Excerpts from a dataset

——

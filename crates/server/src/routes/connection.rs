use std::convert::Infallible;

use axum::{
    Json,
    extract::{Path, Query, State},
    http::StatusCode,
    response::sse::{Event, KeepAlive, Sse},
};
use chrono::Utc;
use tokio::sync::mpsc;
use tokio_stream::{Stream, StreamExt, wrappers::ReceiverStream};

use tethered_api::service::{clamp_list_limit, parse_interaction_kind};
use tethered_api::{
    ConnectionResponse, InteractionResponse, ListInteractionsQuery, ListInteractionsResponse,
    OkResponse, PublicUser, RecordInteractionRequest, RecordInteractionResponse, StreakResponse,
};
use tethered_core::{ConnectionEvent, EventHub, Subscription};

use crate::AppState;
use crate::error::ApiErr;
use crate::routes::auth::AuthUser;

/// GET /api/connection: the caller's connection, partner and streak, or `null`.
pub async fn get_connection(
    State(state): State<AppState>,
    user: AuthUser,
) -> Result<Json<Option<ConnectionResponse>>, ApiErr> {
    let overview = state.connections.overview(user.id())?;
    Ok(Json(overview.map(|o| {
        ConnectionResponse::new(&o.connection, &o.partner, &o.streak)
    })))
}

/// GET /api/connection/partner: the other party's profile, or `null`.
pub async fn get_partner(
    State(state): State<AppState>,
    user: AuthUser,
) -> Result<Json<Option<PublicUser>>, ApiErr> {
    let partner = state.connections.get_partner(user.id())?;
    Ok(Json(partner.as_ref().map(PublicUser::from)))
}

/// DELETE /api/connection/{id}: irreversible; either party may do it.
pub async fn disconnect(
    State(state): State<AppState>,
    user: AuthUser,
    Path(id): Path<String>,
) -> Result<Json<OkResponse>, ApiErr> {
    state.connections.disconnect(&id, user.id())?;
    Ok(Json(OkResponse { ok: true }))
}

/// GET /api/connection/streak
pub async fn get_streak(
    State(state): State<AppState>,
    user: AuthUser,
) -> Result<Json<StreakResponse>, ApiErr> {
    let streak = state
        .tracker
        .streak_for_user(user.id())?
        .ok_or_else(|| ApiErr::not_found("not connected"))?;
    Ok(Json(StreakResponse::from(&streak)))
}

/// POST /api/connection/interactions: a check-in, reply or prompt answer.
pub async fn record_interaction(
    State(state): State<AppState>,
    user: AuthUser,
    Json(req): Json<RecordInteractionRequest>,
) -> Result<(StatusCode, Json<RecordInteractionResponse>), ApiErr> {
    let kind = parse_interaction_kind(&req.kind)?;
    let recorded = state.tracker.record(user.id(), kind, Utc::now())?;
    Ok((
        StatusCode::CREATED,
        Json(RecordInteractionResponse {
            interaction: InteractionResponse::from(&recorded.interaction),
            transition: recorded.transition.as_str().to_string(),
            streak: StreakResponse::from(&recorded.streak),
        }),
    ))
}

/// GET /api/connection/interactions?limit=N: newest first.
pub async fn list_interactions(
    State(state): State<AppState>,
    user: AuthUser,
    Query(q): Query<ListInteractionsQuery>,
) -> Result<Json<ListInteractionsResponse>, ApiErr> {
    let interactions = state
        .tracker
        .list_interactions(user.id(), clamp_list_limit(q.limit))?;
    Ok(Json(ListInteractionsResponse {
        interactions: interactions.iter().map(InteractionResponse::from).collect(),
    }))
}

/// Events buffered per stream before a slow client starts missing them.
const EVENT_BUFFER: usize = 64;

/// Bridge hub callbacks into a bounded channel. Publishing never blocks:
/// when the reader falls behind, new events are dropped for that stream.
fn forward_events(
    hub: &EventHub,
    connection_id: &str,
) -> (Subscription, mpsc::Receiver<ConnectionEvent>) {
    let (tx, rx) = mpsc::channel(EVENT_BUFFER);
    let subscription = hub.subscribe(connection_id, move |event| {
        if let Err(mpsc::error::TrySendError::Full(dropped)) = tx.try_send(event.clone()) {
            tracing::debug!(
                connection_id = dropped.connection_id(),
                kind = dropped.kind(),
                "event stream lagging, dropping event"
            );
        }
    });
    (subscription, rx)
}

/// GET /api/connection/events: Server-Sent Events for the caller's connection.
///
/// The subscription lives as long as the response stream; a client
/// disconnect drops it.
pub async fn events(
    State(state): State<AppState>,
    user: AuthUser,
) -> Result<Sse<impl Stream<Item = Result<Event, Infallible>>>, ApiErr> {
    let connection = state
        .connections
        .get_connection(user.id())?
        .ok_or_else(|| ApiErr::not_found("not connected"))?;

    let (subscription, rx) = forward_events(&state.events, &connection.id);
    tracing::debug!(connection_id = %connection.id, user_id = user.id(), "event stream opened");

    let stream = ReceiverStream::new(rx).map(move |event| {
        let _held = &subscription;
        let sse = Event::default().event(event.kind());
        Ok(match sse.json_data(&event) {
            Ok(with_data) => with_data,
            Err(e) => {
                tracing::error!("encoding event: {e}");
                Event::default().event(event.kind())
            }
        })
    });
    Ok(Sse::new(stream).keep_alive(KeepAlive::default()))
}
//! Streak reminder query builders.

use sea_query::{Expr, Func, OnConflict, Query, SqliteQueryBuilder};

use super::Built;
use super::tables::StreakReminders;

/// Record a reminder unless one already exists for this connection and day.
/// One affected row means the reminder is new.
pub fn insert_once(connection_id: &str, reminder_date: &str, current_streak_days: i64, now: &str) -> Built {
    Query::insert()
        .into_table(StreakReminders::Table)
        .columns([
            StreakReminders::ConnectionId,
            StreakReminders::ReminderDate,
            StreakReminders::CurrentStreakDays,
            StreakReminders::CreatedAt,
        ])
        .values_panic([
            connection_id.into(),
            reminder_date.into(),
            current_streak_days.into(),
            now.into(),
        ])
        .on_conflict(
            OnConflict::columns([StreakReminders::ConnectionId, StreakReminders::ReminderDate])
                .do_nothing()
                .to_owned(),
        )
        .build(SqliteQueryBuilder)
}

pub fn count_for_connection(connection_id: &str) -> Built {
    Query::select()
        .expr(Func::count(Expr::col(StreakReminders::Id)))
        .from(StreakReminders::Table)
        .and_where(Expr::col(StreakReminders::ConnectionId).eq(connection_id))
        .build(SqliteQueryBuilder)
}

——

Task to complete
Write the records above out again precisely.

Solution for this problem
filename crates/server/src/routes/connection.rs
use std::convert::Infallible;

use axum::{
    Json,
    extract::{Path, Query, State},
    http::StatusCode,
    response::sse::{Event, KeepAlive, Sse},
};
use chrono::Utc;
use tokio::sync::mpsc;
use tokio_stream::{Stream, StreamExt, wrappers::ReceiverStream};

use tethered_api::service::{clamp_list_limit, parse_interaction_kind};
use tethered_api::{
    ConnectionResponse, InteractionResponse, ListInteractionsQuery, ListInteractionsResponse,
    OkResponse, PublicUser, RecordInteractionRequest, RecordInteractionResponse, StreakResponse,
};
use tethered_core::{ConnectionEvent, EventHub, Subscription};

use crate::AppState;
use crate::error::ApiErr;
use crate::routes::auth::AuthUser;

/// GET /api/connection: the caller's connection, partner and streak, or `null`.
pub async fn get_connection(
    State(state): State<AppState>,
    user: AuthUser,
) -> Result<Json<Option<ConnectionResponse>>, ApiErr> {
    let overview = state.connections.overview(user.id())?;
    Ok(Json(overview.map(|o| {
        ConnectionResponse::new(&o.connection, &o.partner, &o.streak)
    })))
}

/// GET /api/connection/partner: the other party's profile, or `null`.
pub async fn get_partner(
    State(state): State<AppState>,
    user: AuthUser,
) -> Result<Json<Option<PublicUser>>, ApiErr> {
    let partner = state.connections.get_partner(user.id())?;
    Ok(Json(partner.as_ref().map(PublicUser::from)))
}

/// DELETE /api/connection/{id}: irreversible; either party may do it.
pub async fn disconnect(
    State(state): State<AppState>,
    user: AuthUser,
    Path(id): Path<String>,
) -> Result<Json<OkResponse>, ApiErr> {
    state.connections.disconnect(&id, user.id())?;
    Ok(Json(OkResponse { ok: true }))
}

/// GET /api/connection/streak
pub async fn get_streak(
    State(state): State<AppState>,
    user: AuthUser,
) -> Result<Json<StreakResponse>, ApiErr> {
    let streak = state
        .tracker
        .streak_for_user(user.id())?
        .ok_or_else(|| ApiErr::not_found("not connected"))?;
    Ok(Json(StreakResponse::from(&streak)))
}

/// POST /api/connection/interactions: a check-in, reply or prompt answer.
pub async fn record_interaction(
    State(state): State<AppState>,
    user: AuthUser,
    Json(req): Json<RecordInteractionRequest>,
) -> Result<(StatusCode, Json<RecordInteractionResponse>), ApiErr> {
    let kind = parse_interaction_kind(&req.kind)?;
    let recorded = state.tracker.record(user.id(), kind, Utc::now())?;
    Ok((
        StatusCode::CREATED,
        Json(RecordInteractionResponse {
            interaction: InteractionResponse::from(&recorded.interaction),
            transition: recorded.transition.as_str().to_string(),
            streak: StreakResponse::from(&recorded.streak),
        }),
    ))
}

/// GET /api/connection/interactions?limit=N: newest first.
pub async fn list_interactions(
    State(state): State<AppState>,
    user: AuthUser,
    Query(q): Query<ListInteractionsQuery>,
) -> Result<Json<ListInteractionsResponse>, ApiErr> {
    let interactions = state
        .tracker
        .list_interactions(user.id(), clamp_list_limit(q.limit))?;
    Ok(Json(ListInteractionsResponse {
        interactions: interactions.iter().map(InteractionResponse::from).collect(),
    }))
}

/// Events buffered per stream before a slow client starts missing them.
const EVENT_BUFFER: usize = 64;

/// Bridge hub callbacks into a bounded channel. Publishing never blocks:
/// when the reader falls behind, new events are dropped for that stream.
fn forward_events(
    hub: &EventHub,
    connection_id: &str,
) -> (Subscription, mpsc::Receiver<ConnectionEvent>) {
    let (tx, rx) = mpsc::channel(EVENT_BUFFER);
    let subscription = hub.subscribe(connection_id, move |event| {
        if let Err(mpsc::error::TrySendError::Full(dropped)) = tx.try_send(event.clone()) {
            tracing::debug!(
                connection_id = dropped.connection_id(),
                kind = dropped.kind(),
                "event stream lagging, dropping event"
            );
        }
    });
    (subscription, rx)
}

/// GET /api/connection/events: Server-Sent Events for the caller's connection.
///
/// The subscription lives as long as the response stream; a client
/// disconnect drops it.
pub async fn events(
    State(state): State<AppState>,
    user: AuthUser,
) -> Result<Sse<impl Stream<Item = Result<Event, Infallible>>>, ApiErr> {
    let connection = state
        .connections
        .get_connection(user.id())?
        .ok_or_else(|| ApiErr::not_found("not connected"))?;

    let (subscription, rx) = forward_events(&state.events, &connection.id);
    tracing::debug!(connection_id = %connection.id, user_id = user.id(), "event stream opened");

    let stream = ReceiverStream::new(rx).map(move |event| {
        let _held = &subscription;
        let sse = Event::default().event(event.kind());
        Ok(match sse.json_data(&event) {
            Ok(with_data) => with_data,
            Err(e) => {
                tracing::error!("encoding event: {e}");
                Event::default().event(event.kind())
            }
        })
    });
    Ok(Sse::new(stream).keep_alive(KeepAlive::default()))
}
//! Streak reminder query builders.

use sea_query::{Expr, Func, OnConflict, Query, SqliteQueryBuilder};

use super::Built;
use super::tables::StreakReminders;

/// Record a reminder unless one already exists for this connection and day.
/// One affected row means the reminder is new.
pub fn insert_once(connection_id: &str, reminder_date: &str, current_streak_days: i64, now: &str) -> Built {
    Query::insert()
        .into_table(StreakReminders::Table)
        .columns([
            StreakReminders::ConnectionId,
            StreakReminders::ReminderDate,
            StreakReminders::CurrentStreakDays,
            StreakReminders::CreatedAt,
        ])
        .values_panic([
            connection_id.into(),
            reminder_date.into(),
            current_streak_days.into(),
            now.into(),
        ])
        .on_conflict(
            OnConflict::columns([StreakReminders::ConnectionId, StreakReminders::ReminderDate])
                .do_nothing()
                .to_owned(),
        )
        .build(SqliteQueryBuilder)
}

pub fn count_for_connection(connection_id: &str) -> Built {
    Query::select()
        .expr(Func::count(Expr::col(StreakReminders::Id)))
        .from(StreakReminders::Table)
        .and_where(Expr::col(StreakReminders::ConnectionId).eq(connection_id))
        .build(SqliteQueryBuilder)
}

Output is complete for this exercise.